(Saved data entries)
>>>>

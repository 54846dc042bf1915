//! # fitrecord-domain
//!
//! Pure domain model for the fitrecord telemetry subsystem.
//!
//! ## Responsibilities
//! - Foundational types: typed identifiers, error conventions, timestamps
//! - Define **Samples** (named numeric metrics) and **telemetry frames**
//! - Describe **GATT** services/characteristics, the well-known fitness
//!   UUIDs, service/characteristic filters and connection states
//! - Decode characteristic payloads into samples (bit-exact, no IO)
//! - Define **sensor configuration** and **location fixes**
//!
//! ## Dependency rule
//! This crate has **no internal dependencies**.
//! It must never import anything from `app`, adapters, or external IO crates.
//! All IO boundaries are expressed as traits in the `app` crate (ports).

pub mod error;
pub mod id;
pub mod time;

pub mod decoder;
pub mod gatt;
pub mod location;
pub mod sample;
pub mod sensor;
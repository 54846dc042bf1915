use std::sync::{Mutex, PoisonError};

use fitrecord_app::ports::{Advertisement, AdvertisementStream, ScanBackend};
use fitrecord_domain::error::ScanError;
use tokio::sync::mpsc;
use tokio_stream::wrappers::ReceiverStream;

use crate::VirtualHub;

/// How many times each device is advertised per scan. Real radios repeat
/// advertisements, so consumers see duplicates.
const ADVERTISEMENT_REPEATS: usize = 2;

/// [`ScanBackend`] advertising every device of a [`VirtualHub`].
///
/// The stream stays open until [`stop`](ScanBackend::stop).
#[derive(Debug)]
pub struct VirtualScanner {
    hub: VirtualHub,
    feed: Mutex<Option<mpsc::Sender<Advertisement>>>,
}

impl VirtualScanner {
    pub(crate) fn new(hub: VirtualHub) -> Self {
        Self {
            hub,
            feed: Mutex::new(None),
        }
    }
}

impl ScanBackend for VirtualScanner {
    async fn start(&self) -> Result<AdvertisementStream, ScanError> {
        let repeats = self.hub.devices().len() * ADVERTISEMENT_REPEATS;
        let (tx, rx) = mpsc::channel(repeats.max(1));
        for _ in 0..ADVERTISEMENT_REPEATS {
            for device in self.hub.devices() {
                let advertisement = Advertisement {
                    address: device.address().clone(),
                    name: Some(device.name().to_string()),
                };
                if tx.try_send(advertisement).is_err() {
                    tracing::warn!("virtual advertisement dropped");
                }
            }
        }
        *self.feed.lock().unwrap_or_else(PoisonError::into_inner) = Some(tx);
        Ok(Box::pin(ReceiverStream::new(rx)))
    }

    async fn stop(&self) -> Result<(), ScanError> {
        self.feed
            .lock()
            .unwrap_or_else(PoisonError::into_inner)
            .take();
        Ok(())
    }
}

#[cfg(test)]
mod tests {
    use std::time::Duration;

    use tokio_stream::StreamExt;

    use super::*;

    #[tokio::test]
    async fn should_advertise_each_device_repeatedly() {
        let hub = VirtualHub::default();
        let scanner = hub.scanner();
        let stream = scanner.start().await.unwrap();
        scanner.stop().await.unwrap();

        let advertisements: Vec<_> = stream.collect().await;
        assert_eq!(advertisements.len(), 6);
        assert_eq!(advertisements[0].address, advertisements[3].address);
        assert_eq!(advertisements[0].name.as_deref(), Some("Virtual HRM"));
    }

    #[tokio::test(start_paused = true)]
    async fn should_keep_stream_open_until_stopped() {
        let hub = VirtualHub::default();
        let scanner = hub.scanner();
        let mut stream = scanner.start().await.unwrap();
        for _ in 0..6 {
            stream.next().await.unwrap();
        }

        let pending = tokio::time::timeout(Duration::from_secs(1), stream.next()).await;
        assert!(pending.is_err());

        scanner.stop().await.unwrap();
        assert!(stream.next().await.is_none());
    }
}
//! Wake lock port — keeps the host awake while a session records.

/// Platform facility preventing the host from sleeping.
pub trait WakeLock: Send + Sync {
    fn acquire(&self);
    fn release(&self);
}

/// Wake lock for hosts that never suspend.
#[derive(Debug, Clone, Copy, Default)]
pub struct NoopWakeLock;

impl WakeLock for NoopWakeLock {
    fn acquire(&self) {}
    fn release(&self) {}
}
use std::sync::{Mutex, PoisonError};
use std::time::Duration;

use fitrecord_app::ports::{LocationListener, LocationSource, LocationUpdate};
use fitrecord_domain::error::BoxError;
use fitrecord_domain::location::{LocationFix, LocationProvider};
use fitrecord_domain::time;
use tokio::runtime::Handle;
use tokio::task::JoinHandle;

/// Degrees of latitude covered per fix; roughly 3 m northwards.
const STEP_DEGREES: f64 = 0.000_027;

/// [`LocationSource`] walking north from an origin, one fix per interval.
#[derive(Debug)]
pub struct VirtualLocation {
    runtime: Handle,
    origin: (f64, f64),
    available: bool,
    track: Mutex<Option<JoinHandle<()>>>,
}

impl VirtualLocation {
    pub fn new(runtime: Handle, latitude: f64, longitude: f64) -> Self {
        Self {
            runtime,
            origin: (latitude, longitude),
            available: true,
            track: Mutex::new(None),
        }
    }

    /// A source whose start is refused, as when location access is denied.
    #[must_use]
    pub fn unavailable(runtime: Handle) -> Self {
        let mut source = Self::new(runtime, 0.0, 0.0);
        source.available = false;
        source
    }

    #[must_use]
    pub fn is_tracking(&self) -> bool {
        self.track
            .lock()
            .unwrap_or_else(PoisonError::into_inner)
            .as_ref()
            .is_some_and(|task| !task.is_finished())
    }
}

fn fix_at(origin: (f64, f64), step: u32) -> LocationFix {
    LocationFix {
        time: time::now(),
        latitude: origin.0 + f64::from(step) * STEP_DEGREES,
        longitude: origin.1,
        altitude: Some(35.0),
        accuracy: Some(5.0),
        speed: Some(3.0),
        bearing: Some(0.0),
        provider: LocationProvider::Satellite,
    }
}

impl LocationSource for VirtualLocation {
    fn start(&self, interval: Duration, listener: LocationListener) -> Result<(), BoxError> {
        if !self.available {
            return Err("location access denied".into());
        }

        let origin = self.origin;
        let task = self.runtime.spawn(async move {
            listener(LocationUpdate::Availability(true));
            let mut ticks = tokio::time::interval(interval);
            let mut step = 0_u32;
            loop {
                ticks.tick().await;
                listener(LocationUpdate::Fix(fix_at(origin, step)));
                step = step.wrapping_add(1);
            }
        });

        if let Some(previous) = self
            .track
            .lock()
            .unwrap_or_else(PoisonError::into_inner)
            .replace(task)
        {
            previous.abort();
        }
        tracing::debug!(?interval, "virtual location started");
        Ok(())
    }

    fn stop(&self) {
        if let Some(task) = self
            .track
            .lock()
            .unwrap_or_else(PoisonError::into_inner)
            .take()
        {
            task.abort();
            tracing::debug!("virtual location stopped");
        }
    }
}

<<<<

* PROBLEM STATEMENT
Your answer should hold every line of the entries that contains the string "tracing".

* ANSWER FOR THIS EXERCISE
                    tracing::warn!("virtual advertisement dropped");
        tracing::debug!(?interval, "virtual location started");
            tracing::debug!("virtual location stopped");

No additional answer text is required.